Some of the most accomplished cocktail makers have banished vodka altogether. Among them is Jen Agg, owner of Toronto’s Cocktail Bar and restaurant The Black Hoof. She has already waxed quite eloquent on the subject in an essay well worth reading:

It’s outrageous to charge $40 for a bottle of plain spirit that has not been given any flavour or character by the addition of herbs and spices, like gin, or aged in oak barrels for complexity and softness, like scotch. Vodka’s only claim to fame is that it tastes like LESS of something. I mean, really, that’s what the brand marketing is trying to tell you. The less flavour the product has, the better it is. And smooth? That’s usually just glycerin, a harmless additive used to give some liquors a fuller, smoother mouth feel.

Vodka is made with vegetables or grains, distilled, diluted with water and bottled. I would guess the manufacturing of the bottles costs more than the contents. It is not special or time consuming, has nothing to do with terroir and doesn’t wear the character of its maker in subtleties of flavour.

Ditto all that. Part of this essay is written on Cocktail Bar’s wall. Now there’s a woman who’s committed to a vodka-free life.

4. Because enough is enough

Even if you do like vodka, I would argue we’ve all had enough of it over the past 20 years. What’s yet another vodka soda going to get you, other than drunk? A fantastic new flavour experience it is not.

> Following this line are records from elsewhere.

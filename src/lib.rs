//! # Kiln - high/low-order text to spreadsheet
//!
//! Flattens a JSON document of high-order paragraphs and their related
//! low-order excerpts into the fixed seven-column review sheet.
//!
//! ## Modules
//!
//! - **flatten**: resolve the JSON envelope and flatten entries into rows
//! - **sink**: render rows as an XLSX workbook or CSV and write them atomically
//!
//! ## Quick Start
//!
//! ```rust
//! use kiln::{ConvertConfig, Document, Flattener, TextType};
//! use serde_json::json;
//!
//! # fn main() -> kiln::Result<()> {
//! let data = json!({
//!     "high_order_text": [{
//!         "paragraph_ID": 1,
//!         "tag_type": "hi_tag",
//!         "text": "Primary paragraph",
//!         "publication_ID": "pub1",
//!         "tags": ["scope"],
//!         "low_order_texts": [
//!             {"text": "Related excerpt", "publication_ID": "pub1", "paragraph_ID": 7, "tag": null, "similarity_score": 0.82}
//!         ]
//!     }],
//!     "reasonings": [{"publication_ID": "pub1", "reasoning": "Same source"}]
//! });
//!
//! let document = Document::from_value(data)?;
//! let rows = Flattener::new(ConvertConfig::default()).flatten(&document);
//!
//! assert_eq!(rows.len(), 2);
//! assert_eq!(rows[0].text_type, TextType::High);
//! // the reasoning lands on the first row for pub1 only
//! assert_eq!(rows[0].reasoning.as_deref(), Some("Same source"));
//! assert_eq!(rows[1].reasoning, None);
//! # Ok(())
//! # }
//! ```

use std::path::Path;
use tracing::info;

pub mod error;
pub mod flatten;
pub mod sink;
pub mod types;

// Re-export commonly used types for convenience
pub use error::{ConvertError, Result};
pub use flatten::{Document, EntryGroup, Flattener};
pub use sink::{write_rows, CsvSink, RowSink, SinkFormat, XlsxSink, COLUMNS};
pub use types::{
    Cell, ConvertConfig, HighOrderEntry, LowOrderEntry, ReasoningLookup, Row, Scalar, TextType,
};

/// Row counts for a finished conversion
#[derive(Debug, Clone, Copy, Default, PartialEq, Eq)]
pub struct ConversionSummary {
    pub high_rows: usize,
    pub low_rows: usize,
    pub reasoning_rows: usize,
}

impl ConversionSummary {
    pub fn from_rows(rows: &[Row]) -> Self {
        rows.iter().fold(ConversionSummary::default(), |mut acc, row| {
            match row.text_type {
                TextType::High => acc.high_rows += 1,
                TextType::Low => acc.low_rows += 1,
            }
            if row.reasoning.is_some() {
                acc.reasoning_rows += 1;
            }
            acc
        })
    }

    pub fn total_rows(&self) -> usize {
        self.high_rows + self.low_rows
    }
}

/// Read and resolve the JSON document at `path`
pub fn read_document(path: &Path) -> Result<Document> {
    let bytes = std::fs::read(path).map_err(|e| ConvertError::io("read input", path, e))?;
    Document::from_slice(&bytes)
}

/// Main entry point: convert the JSON file at `input` into a spreadsheet at `output`
pub fn convert_file(input: &Path, output: &Path, config: ConvertConfig) -> Result<ConversionSummary> {
    let document = read_document(input)?;

    let format = config.format.unwrap_or_else(|| SinkFormat::from_path(output));
    let sink = format.sink(&config);
    let rows = Flattener::new(config).flatten(&document);

    write_rows(sink.as_ref(), &rows, output)?;

    let summary = ConversionSummary::from_rows(&rows);
    info!(
        input = %input.display(),
        output = %output.display(),
        ?format,
        high_rows = summary.high_rows,
        low_rows = summary.low_rows,
        reasoning_rows = summary.reasoning_rows,
        "conversion finished"
    );
    Ok(summary)
}
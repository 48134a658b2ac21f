//! Resolving a parsed JSON tree into typed high-order entries
//!
//! Exporters wrap the same records in a few different envelopes:
//!
//! - `{"payload": {"results": [item, ...]}, "metadata": {...}}`
//! - `[item, ...]`
//! - a single `item`
//!
//! where an item is either a group (`{"high_order_text": [...], "reasonings": [...]}`)
//! or a bare high-order entry. All of them resolve to an ordered [`Document`].

use crate::error::{ConvertError, Result};
use crate::types::{HighOrderEntry, ReasoningLookup};
use serde_json::{Map, Value};
use tracing::debug;

/// The `tag_type` every high-order entry is expected to carry
pub const HIGH_ORDER_TAG_TYPE: &str = "hi_tag";

/// High-order entries that share one reasoning lookup
#[derive(Debug, Clone, Default, PartialEq)]
pub struct EntryGroup {
    pub entries: Vec<HighOrderEntry>,
    pub reasonings: ReasoningLookup,
}

/// A fully resolved input document, in source order
#[derive(Debug, Clone, Default, PartialEq)]
pub struct Document {
    pub groups: Vec<EntryGroup>,
}

impl Document {
    /// Parse raw bytes, preferring the SIMD parser and falling back to
    /// serde_json for a line/column diagnostic on failure.
    pub fn from_slice(bytes: &[u8]) -> Result<Self> {
        let mut scratch = bytes.to_vec();
        let value: Value = match simd_json::serde::from_slice(&mut scratch) {
            Ok(value) => value,
            Err(_) => serde_json::from_slice(bytes)
                .map_err(|e| ConvertError::malformed("$", format!("invalid JSON: {}", e)))?,
        };

        Self::from_value(value)
    }

    /// Resolve an already parsed JSON value
    pub fn from_value(value: Value) -> Result<Self> {
        let groups = resolve_items(value)?
            .into_iter()
            .map(|(location, item)| resolve_group(item, &location))
            .collect::<Result<Vec<_>>>()?;

        let document = Document { groups };
        debug!(
            groups = document.groups.len(),
            entries = document.entry_count(),
            rows = document.row_count(),
            "resolved input document"
        );
        Ok(document)
    }

    pub fn entries(&self) -> impl Iterator<Item = &HighOrderEntry> {
        self.groups.iter().flat_map(|g| g.entries.iter())
    }

    pub fn entry_count(&self) -> usize {
        self.groups.iter().map(|g| g.entries.len()).sum()
    }

    /// Number of rows flattening this document produces
    pub fn row_count(&self) -> usize {
        self.entries().map(|e| 1 + e.low_order_texts().len()).sum()
    }
}

/// Unwrap the envelope into located items
fn resolve_items(value: Value) -> Result<Vec<(String, Value)>> {
    match value {
        Value::Object(mut obj) if has_results(&obj) => {
            let results = obj
                .remove("payload")
                .and_then(|p| match p {
                    Value::Object(mut payload) => payload.remove("results"),
                    _ => None,
                })
                .unwrap_or(Value::Null);

            match results {
                Value::Array(items) => Ok(locate(items, "$.payload.results")),
                Value::Object(_) => Ok(vec![("$.payload.results".to_string(), results)]),
                other => Err(ConvertError::malformed(
                    "$.payload.results",
                    format!("expected an array of results, found {}", kind(&other)),
                )),
            }
        }
        Value::Array(items) => Ok(locate(items, "$")),
        Value::Object(_) => Ok(vec![("$".to_string(), value)]),
        other => Err(ConvertError::malformed(
            "$",
            format!("expected an object or array, found {}", kind(&other)),
        )),
    }
}

fn has_results(obj: &Map<String, Value>) -> bool {
    matches!(obj.get("payload"), Some(Value::Object(p)) if p.contains_key("results"))
}

fn locate(items: Vec<Value>, prefix: &str) -> Vec<(String, Value)> {
    items
        .into_iter()
        .enumerate()
        .map(|(idx, item)| (format!("{}[{}]", prefix, idx), item))
        .collect()
}

/// Turn one item into a group, whether it is a group or a bare entry
fn resolve_group(item: Value, location: &str) -> Result<EntryGroup> {
    let mut obj = match item {
        Value::Object(obj) => obj,
        other => {
            return Err(ConvertError::malformed(
                location,
                format!("expected an object, found {}", kind(&other)),
            ))
        }
    };

    let Some(high_order) = obj.remove("high_order_text") else {
        let entry = parse_entry(Value::Object(obj), location)?;
        return Ok(EntryGroup {
            entries: vec![entry],
            reasonings: ReasoningLookup::default(),
        });
    };

    let reasonings = match obj.remove("reasonings") {
        Some(value) => serde_json::from_value(value)
            .map_err(|e| ConvertError::malformed(format!("{}.reasonings", location), e))?,
        None => ReasoningLookup::default(),
    };

    let field = format!("{}.high_order_text", location);
    let entries = match high_order {
        Value::Array(values) => locate(values, &field)
            .into_iter()
            .map(|(loc, value)| parse_entry(value, &loc))
            .collect::<Result<Vec<_>>>()?,
        Value::Object(_) => vec![parse_entry(high_order, &field)?],
        Value::Null => Vec::new(),
        other => {
            return Err(ConvertError::malformed(
                field,
                format!("expected an array of high-order texts, found {}", kind(&other)),
            ))
        }
    };

    Ok(EntryGroup { entries, reasonings })
}

fn parse_entry(value: Value, location: &str) -> Result<HighOrderEntry> {
    if !value.is_object() {
        return Err(ConvertError::malformed(
            location,
            format!("expected a high-order text object, found {}", kind(&value)),
        ));
    }

    let entry: HighOrderEntry = match serde_json::from_value(value.clone()) {
        Ok(entry) => entry,
        Err(e) => return Err(describe_failure(&value, location, e)),
    };

    if entry.tag_type.as_deref() != Some(HIGH_ORDER_TAG_TYPE) {
        debug!(
            location,
            tag_type = ?entry.tag_type,
            "high-order entry has an unexpected tag_type, passing it through"
        );
    }

    Ok(entry)
}

/// Point at the low-order text that broke deserialization when there is one,
/// and name the publication so the record can be found in the source file.
fn describe_failure(value: &Value, location: &str, error: serde_json::Error) -> ConvertError {
    let mut location = location.to_string();

    if let Some(Value::Array(lows)) = value.get("low_order_texts") {
        let failing = lows.iter().position(|low| {
            serde_json::from_value::<crate::types::LowOrderEntry>(low.clone()).is_err()
        });
        if let Some(idx) = failing {
            location = format!("{}.low_order_texts[{}]", location, idx);
        }
    }

    let publication = value
        .get("publication_ID")
        .or_else(|| value.get("publication_id"))
        .filter(|v| v.is_string() || v.is_number());

    match publication {
        Some(Value::String(id)) => location = format!("{} (publication_ID {})", location, id),
        Some(id) => location = format!("{} (publication_ID {})", location, id),
        None => {}
    }

    ConvertError::malformed(location, error)
}

fn kind(value: &Value) -> &'static str {
    match value {
        Value::Null => "null",
        Value::Bool(_) => "a boolean",
        Value::Number(_) => "a number",
        Value::String(_) => "a string",
        Value::Array(_) => "an array",
        Value::Object(_) => "an object",
    }
}
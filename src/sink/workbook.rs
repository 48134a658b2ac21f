use crate::error::{ConvertError, Result};
use crate::sink::RowSink;
use crate::types::{Cell, ConvertConfig, Row};
use rust_xlsxwriter::{Format, FormatAlign, FormatBorder, Workbook, Worksheet, XlsxError};

/// Room left around the longest value when sizing a column
const WIDTH_PADDING: f64 = 2.0;

/// 2^53, the largest integer range a double holds without gaps
const MAX_EXACT_INTEGER: u64 = 1 << 53;

/// Writes a single-sheet workbook laid out like the review template:
/// bold wrapped header, wrapped top-aligned cells, thin borders everywhere
/// and columns sized to their content up to a cap.
pub struct XlsxSink {
    sheet_name: String,
    max_column_width: f64,
}

impl XlsxSink {
    pub fn new(config: &ConvertConfig) -> Self {
        XlsxSink {
            sheet_name: config.sheet_name.clone(),
            max_column_width: config.max_column_width,
        }
    }

    fn write_cell(
        worksheet: &mut Worksheet,
        row: u32,
        col: u16,
        cell: &Cell<'_>,
        format: &Format,
    ) -> std::result::Result<(), XlsxError> {
        match cell {
            Cell::Empty => worksheet.write_blank(row, col, format)?,
            Cell::Text(text) => worksheet.write_string_with_format(row, col, *text, format)?,
            Cell::Number(number) => match exact_f64(number) {
                Some(value) => worksheet.write_number_with_format(row, col, value, format)?,
                None => worksheet.write_string_with_format(row, col, number.to_string().as_str(), format)?,
            },
        };
        Ok(())
    }
}

impl RowSink for XlsxSink {
    fn render(&self, rows: &[Row], columns: &[&str]) -> Result<Vec<u8>> {
        let header = Format::new()
            .set_bold()
            .set_text_wrap()
            .set_align(FormatAlign::VerticalCenter)
            .set_border(FormatBorder::Thin);
        let body = Format::new()
            .set_text_wrap()
            .set_align(FormatAlign::Top)
            .set_border(FormatBorder::Thin);

        let mut workbook = Workbook::new();
        let worksheet = workbook.add_worksheet();
        worksheet
            .set_name(&self.sheet_name)
            .map_err(|source| ConvertError::Xlsx {
                location: format!("sheet name '{}'", self.sheet_name),
                source,
            })?;

        for (col, name) in columns.iter().enumerate() {
            Self::write_cell(worksheet, 0, col as u16, &Cell::Text(name), &header).map_err(
                |source| ConvertError::Xlsx {
                    location: format!("header '{}'", name),
                    source,
                },
            )?;
        }

        for (idx, row) in rows.iter().enumerate() {
            let sheet_row = u32::try_from(idx + 1).map_err(|_| ConvertError::Xlsx {
                location: format!("row {}", idx + 2),
                source: XlsxError::RowColumnLimitError,
            })?;

            for (col, cell) in row.cells().iter().enumerate() {
                Self::write_cell(worksheet, sheet_row, col as u16, cell, &body).map_err(
                    |source| ConvertError::Xlsx {
                        // 1-based, counting the header
                        location: format!(
                            "row {} column '{}'",
                            idx + 2,
                            columns.get(col).copied().unwrap_or_default()
                        ),
                        source,
                    },
                )?;
            }
        }

        for (col, width) in column_widths(rows, columns, self.max_column_width)
            .into_iter()
            .enumerate()
        {
            worksheet
                .set_column_width(col as u16, width)
                .map_err(|source| ConvertError::Xlsx {
                    location: format!("column {} width", col + 1),
                    source,
                })?;
        }

        workbook.save_to_buffer().map_err(|source| ConvertError::Xlsx {
            location: "workbook".to_string(),
            source,
        })
    }
}

/// The number as an `f64`, or `None` when an integer would lose digits.
/// Spreadsheet numbers are doubles, so larger integers go out as text.
fn exact_f64(number: &serde_json::Number) -> Option<f64> {
    if number.is_f64() {
        return number.as_f64();
    }

    let exact = match (number.as_i64(), number.as_u64()) {
        (Some(v), _) => v.unsigned_abs() <= MAX_EXACT_INTEGER,
        (None, Some(v)) => v <= MAX_EXACT_INTEGER,
        (None, None) => false,
    };
    if exact {
        number.as_f64()
    } else {
        None
    }
}

/// Longest rendered value per column (header included) plus padding, capped
fn column_widths(rows: &[Row], columns: &[&str], max_width: f64) -> Vec<f64> {
    let mut longest: Vec<usize> = columns.iter().map(|c| c.chars().count()).collect();

    for row in rows {
        for (col, cell) in row.cells().iter().enumerate() {
            if let Some(len) = longest.get_mut(col) {
                *len = (*len).max(cell.render().chars().count());
            }
        }
    }

    longest
        .into_iter()
        .map(|len| (len as f64 + WIDTH_PADDING).min(max_width))
        .collect()
}

#[cfg(test)]
mod tests {
    use super::*;
    use crate::sink::COLUMNS;
    use crate::types::{Scalar, TextType};
    use calamine::{Data, Range, Reader, Xlsx};
    use std::io::Cursor;

    fn row(text: &str) -> Row {
        Row {
            text_type: TextType::Low,
            paragraph_id: Some(Scalar::from(12u64)),
            publication_id: Some(Scalar::from("pub1")),
            task_text: Some(text.to_string()),
            tag: None,
            similarity_score: Some(Scalar::Number(serde_json::Number::from_f64(0.5).unwrap())),
            reasoning: None,
        }
    }

    #[test]
    fn test_column_widths_fit_content_up_to_cap() {
        let rows = vec![row("short"), row(&"x".repeat(200))];
        let widths = column_widths(&rows, &COLUMNS, 50.0);

        // "Low-Order Text" is longer than "Text Type"
        assert_eq!(widths[0], 16.0);
        // "Paragraph ID" beats the two-digit id
        assert_eq!(widths[1], 14.0);
        assert_eq!(widths[3], 50.0);
        assert_eq!(widths[4], 5.0);
    }

    fn read_back(bytes: Vec<u8>) -> Range<Data> {
        let mut workbook: Xlsx<_> = Xlsx::new(Cursor::new(bytes)).unwrap();
        workbook.worksheet_range("Sheet1").unwrap()
    }

    fn cell_at(range: &Range<Data>, row: u32, col: u32) -> Data {
        range.get_value((row, col)).cloned().unwrap_or(Data::Empty)
    }

    #[test]
    fn test_render_header_and_rows() {
        let mut second = row("second");
        second.text_type = TextType::High;
        second.similarity_score = None;
        second.reasoning = Some("why".into());

        let sink = XlsxSink::new(&ConvertConfig::default());
        let range = read_back(sink.render(&[row("first"), second], &COLUMNS).unwrap());

        for (col, name) in COLUMNS.iter().enumerate() {
            assert_eq!(cell_at(&range, 0, col as u32), Data::String(name.to_string()));
        }
        assert_eq!(cell_at(&range, 1, 0), Data::String("Low-Order Text".into()));
        assert_eq!(cell_at(&range, 1, 1), Data::Float(12.0));
        assert_eq!(cell_at(&range, 1, 3), Data::String("first".into()));
        assert_eq!(cell_at(&range, 1, 5), Data::Float(0.5));
        assert_eq!(cell_at(&range, 1, 4), Data::Empty);
        assert_eq!(cell_at(&range, 2, 0), Data::String("High-Order Text".into()));
        assert_eq!(cell_at(&range, 2, 3), Data::String("second".into()));
        assert_eq!(cell_at(&range, 2, 5), Data::Empty);
        assert_eq!(cell_at(&range, 2, 6), Data::String("why".into()));
    }

    #[test]
    fn test_large_integers_keep_every_digit() {
        let mut wide = row("wide");
        wide.publication_id = Some(Scalar::from(12_345_678_901_234_567u64));
        wide.paragraph_id = Some(Scalar::from(1u64 << 53));

        let sink = XlsxSink::new(&ConvertConfig::default());
        let range = read_back(sink.render(&[wide], &COLUMNS).unwrap());

        assert_eq!(cell_at(&range, 1, 2), Data::String("12345678901234567".into()));
        assert_eq!(cell_at(&range, 1, 1), Data::Float(9007199254740992.0));
    }

    #[test]
    fn test_exact_f64_limits() {
        let float = serde_json::Number::from_f64(0.875).unwrap();
        let negative: serde_json::Number = (-(1i64 << 53) - 1).into();
        let small: serde_json::Number = 42u64.into();

        assert_eq!(exact_f64(&float), Some(0.875));
        assert_eq!(exact_f64(&small), Some(42.0));
        assert_eq!(exact_f64(&negative), None);
    }

    #[test]
    fn test_oversized_cell_names_its_position() {
        let sink = XlsxSink::new(&ConvertConfig::default());
        let huge = "y".repeat(40_000);

        let err = sink.render(&[row("ok"), row(&huge)], &COLUMNS).unwrap_err();
        let msg = err.to_string();
        assert!(msg.contains("row 3"));
        assert!(msg.contains("Task Text"));
    }

    #[test]
    fn test_invalid_sheet_name_is_rejected() {
        let config = ConvertConfig {
            sheet_name: "bad[name]".into(),
            ..ConvertConfig::default()
        };

        let err = XlsxSink::new(&config).render(&[], &COLUMNS).unwrap_err();
        assert!(err.to_string().contains("sheet name"));
    }
}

If all you drink is safe old vodka, you’ll not have time to explore anything else. It’s time to dip into other spirits, fellow booze adventurers.

5. It’s crowding out other spirits

In his excellent book Boozehound, Washington Post drinks columnist Jason Wilson laments that vodka takes a US$12-billion, and growing, slug of the world’s US$54-billion booze market.

Like me, Wilson hopes vodka drinkers will leave behind their comfort zones and allow mysterious and grown-up flavours to touch their lips — good tequila, amaro, Cognac, vermouth. You can almost imagine him slapping his forehead to see the public continuing to move in the wrong direction — for example, young French people preferring vodka because Cognac is “granddad’s alcohol.”

6. One for the Canadians: Even a Bloody Caesar is better without it

I can hear the Canadians snivelling, “But what about Caesars?” My countrymen and women are surely wondering how to live without vodka at brunch, their most beloved of times. Well, try a Caesar with tequila instead. Much tastier, more interesting, and frankly mas macho.

Don’t be so sure you won’t like it: I threw a make-your-own-Caesar party and the tequila option was a big hit.

CODA: When I do pour vodka

I do believe vodka has a place in the drinker’s repertoire, albeit a small one. Go ahead and have it with oysters and/or caviar (though I’d have a dry sherry with either, or stout with the oysters — see? There’s usually a more flavourful way to go).

The Moscow mule can’t be made without vodka. Meanwhile, Grey Goose brand ambassador Dimi Lezinska is a fantastic guy who spreads some pretty nice vodka cocktail recipes around — if you’re going to make vodka cocktails, make his.

At home, I mostly use or provide vodka upon a guest’s request. The odd time I pick up a bottle, I go for good old Stolichnaya (original, red label), which is a bit medicinal tasting but does the job. When it’s available I stock up on the fiery, peppery Blackwood’s, from Scotland. I also like Finlandia. Grey Goose is nice and citrusy but expensive. Go for it if it’s in your budget, but I don’t waste money on expensive vodka.